Not all the inflationary impressions occur within this closed loop. Many office workers have reevaluated their lives and will not be returning to the office – in a fit of absent-mindedness, they have retired. In Britain, Brexit has sent home many of those who have done the hardest and least prestigious of the labouring jobs. It has long been a standing joke that the last people you want for the seasonal crop-picking are the locals – but they’re all that seem to be left. Stand by for some 25%+ pay rises come harvest time.

It should be clear from this analysis that Britain is particularly vulnerable to this cycle, not least because we may be coming to the end of stable currencies – which is comparatively unusual. If these structural weaknesses combine to lower sterling, then we can expect an amplified response to price rises. We believe the tide is coming in for inflation, brought about in a series of waves of increasing severity. It is important to remember what happens on the shoreline as the tide comes in – hour on hour it advances along the coastline, but there are countless moments, between the waves, when the sea appears to retreat.

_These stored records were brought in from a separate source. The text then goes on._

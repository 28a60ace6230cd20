//! Per-day completion counts backing the activity heatmap.

use chrono::{DateTime, Days, Duration, NaiveDate, TimeZone, Utc};
use rusqlite::Connection;
use serde::Serialize;
use std::collections::BTreeMap;

use crate::db::{StoreError, query};
use crate::model::TaskId;
use crate::time;

/// Longest window [`daily_activities`] will build, in days.
pub const MAX_ACTIVITY_DAYS: u32 = 3660;

/// Heatmap intensity bucket for one day.
#[derive(Debug, Clone, Copy, PartialEq, Eq, PartialOrd, Ord, Serialize)]
#[serde(rename_all = "snake_case")]
pub enum ActivityLevel {
    None,
    Low,
    Medium,
    High,
    VeryHigh,
}

impl ActivityLevel {
    #[must_use]
    pub const fn from_count(count: usize) -> Self {
        match count {
            0 => Self::None,
            1..=3 => Self::Low,
            4..=6 => Self::Medium,
            7..=9 => Self::High,
            _ => Self::VeryHigh,
        }
    }
}

/// One completed step, as shown in a day's detail list.
#[derive(Debug, Clone, PartialEq, Eq, Serialize)]
pub struct TaskHistoryItem {
    pub task_id: TaskId,
    pub task_title: String,
    pub step_order: i64,
    pub completed_at: DateTime<Utc>,
    /// 1-based position of this completion among all completions of the task.
    pub attempt_count: u64,
}

#[derive(Debug, Clone, PartialEq, Eq, Serialize)]
pub struct DailyActivity {
    pub date: NaiveDate,
    pub commit_count: usize,
    pub activity_level: ActivityLevel,
    pub task_history: Vec<TaskHistoryItem>,
}

/// One entry per calendar day from `days` days before `end` through `end`'s
/// day, oldest first. Days are calendar days in `end`'s time zone. Steps
/// completed after `end` are ignored. `days` is clamped to
/// [`MAX_ACTIVITY_DAYS`].
///
/// # Errors
///
/// Returns an error if the store cannot be read.
pub fn daily_activities<Tz: TimeZone>(
    conn: &Connection,
    end: &DateTime<Tz>,
    days: u32,
) -> Result<Vec<DailyActivity>, StoreError> {
    let zone = end.timezone();
    let end_utc = end.with_timezone(&Utc);
    let last_day = end.date_naive();
    if days > MAX_ACTIVITY_DAYS {
        tracing::warn!(days, max = MAX_ACTIVITY_DAYS, "activity window clamped");
    }
    let days = days.min(MAX_ACTIVITY_DAYS);
    let first_day = last_day
        .checked_sub_days(Days::new(u64::from(days)))
        .unwrap_or(NaiveDate::MIN);
    // Widened by a day on each side; exact day membership is decided below.
    let lower_us = time::to_micros(
        end_utc
            .checked_sub_signed(Duration::days(i64::from(days) + 2))
            .unwrap_or(DateTime::<Utc>::MIN_UTC),
    );

    let mut stmt = conn.prepare(
        "SELECT t.task_id, t.title, s.sort_order, s.completed_at_us,
                (SELECT COUNT(*) FROM steps p
                 WHERE p.task_id = s.task_id
                   AND p.is_completed = 1
                   AND p.completed_at_us <= s.completed_at_us)
         FROM steps s
         JOIN tasks t ON t.task_id = s.task_id
         WHERE s.is_completed = 1
           AND s.completed_at_us IS NOT NULL
           AND s.completed_at_us BETWEEN ?1 AND ?2
         ORDER BY s.completed_at_us, s.rowid",
    )?;

    let mut by_day: BTreeMap<NaiveDate, Vec<TaskHistoryItem>> = BTreeMap::new();
    let mut rows = stmt.query([lower_us, time::to_micros(end_utc)])?;
    while let Some(row) = rows.next()? {
        let task_id: String = row.get(0)?;
        let item = TaskHistoryItem {
            task_id: task_id.parse().map_err(|error| {
                rusqlite::Error::FromSqlConversionFailure(
                    0,
                    rusqlite::types::Type::Text,
                    Box::new(error),
                )
            })?,
            task_title: row.get(1)?,
            step_order: row.get(2)?,
            completed_at: query::timestamp(row, 3)?,
            attempt_count: u64::try_from(row.get::<_, i64>(4)?).unwrap_or(0),
        };
        let day = item.completed_at.with_timezone(&zone).date_naive();
        if day >= first_day {
            by_day.entry(day).or_default().push(item);
        }
    }

    Ok(first_day
        .iter_days()
        .take_while(|day| *day <= last_day)
        .map(|date| {
            let task_history = by_day.remove(&date).unwrap_or_default();
            DailyActivity {
                date,
                commit_count: task_history.len(),
                activity_level: ActivityLevel::from_count(task_history.len()),
                task_history,
            }
        })
        .collect())
}
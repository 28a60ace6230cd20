//! In-memory arena of everything in a store.
//!
//! Tasks own their steps outright. Back-references go through an index
//! (`step_id -> task_id`) rather than pointers, and steps whose owner is
//! missing are parked in `orphans`.

use std::collections::HashMap;

use super::task::{Step, StepId, Task, TaskId};

#[derive(Debug, Clone, Default, PartialEq, Eq)]
pub struct TaskGraph {
    /// Tasks in ascending `order`, each with steps in ascending `order`.
    pub tasks: Vec<Task>,
    /// Steps with no owner, or whose owner does not exist.
    pub orphans: Vec<Step>,
    owners: HashMap<StepId, TaskId>,
}

impl TaskGraph {
    /// Distribute `steps` to their owners among `tasks`.
    ///
    /// Steps already attached to a task are kept. Input order is preserved
    /// within each task.
    #[must_use]
    pub fn from_parts(mut tasks: Vec<Task>, steps: Vec<Step>) -> Self {
        let positions: HashMap<TaskId, usize> = tasks
            .iter()
            .enumerate()
            .map(|(index, task)| (task.id, index))
            .collect();

        let mut orphans = Vec::new();
        for step in steps {
            match step.task_id.and_then(|id| positions.get(&id)) {
                Some(&index) => tasks[index].steps.push(step),
                None => orphans.push(step),
            }
        }

        let mut graph = Self {
            tasks,
            orphans,
            owners: HashMap::new(),
        };
        graph.reindex();
        graph
    }

    /// Rebuild the `step_id -> task_id` index after structural edits.
    pub fn reindex(&mut self) {
        self.owners = self
            .tasks
            .iter()
            .flat_map(|task| task.steps.iter().map(move |step| (step.id, task.id)))
            .collect();
    }

    #[must_use]
    pub fn owner_of(&self, step_id: StepId) -> Option<TaskId> {
        self.owners.get(&step_id).copied()
    }

    #[must_use]
    pub fn task(&self, id: TaskId) -> Option<&Task> {
        self.tasks.iter().find(|task| task.id == id)
    }

    #[must_use]
    pub fn step(&self, id: StepId) -> Option<&Step> {
        let owner = self.owner_of(id)?;
        self.task(owner)?.steps.iter().find(|step| step.id == id)
    }

    #[must_use]
    pub fn total_steps(&self) -> usize {
        self.tasks.iter().map(Task::total_steps_count).sum::<usize>() + self.orphans.len()
    }

    /// Owned steps across all tasks (orphans excluded).
    pub fn steps(&self) -> impl Iterator<Item = &Step> {
        self.tasks.iter().flat_map(|task| task.steps.iter())
    }
}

So it will be with inflation: not a straight line, but plenty of what the French call the reculer pour mieux sauter.

Henry Maxey, our Chief Investment Officer, gave an important bodice ripper of a presentation in New York, which has been making waves in the Anglophone world. He believes we are in a dangerous time for markets. The responses to the crash of 2008 have been aspirin-led, which have given short-term relief, but at the expense of exacerbating the long-term imbalances, especially the size of the debts, and the lowering of interest rates to ensure the cost of servicing the debts remain no more than troublesome, not destructive. As inflation increases, fanciful explanations need to be stated – and accepted – if investors, and the political system generally, are to pretend there is a pass through the implacable mountains of default/recession (or, possibly, recession/default).

The losers are the workforce, who have seen the ‘solution’ to the 2008 crisis make things worse for them through downward pressure on wages, and better for the top notches, through the increase in value of assets. Those for whom the figures don’t add up have little energy to fight back – but their numbers are swelled by the young, who see their parents’ generation sailing off on Swan Hellenic cruises, while they are cooped up in a central chicken shed through Covid.

All these factors are threats to capital values, at a time when those assets are partying. Our view is this is no time for exuberance – it is a time to keep safe.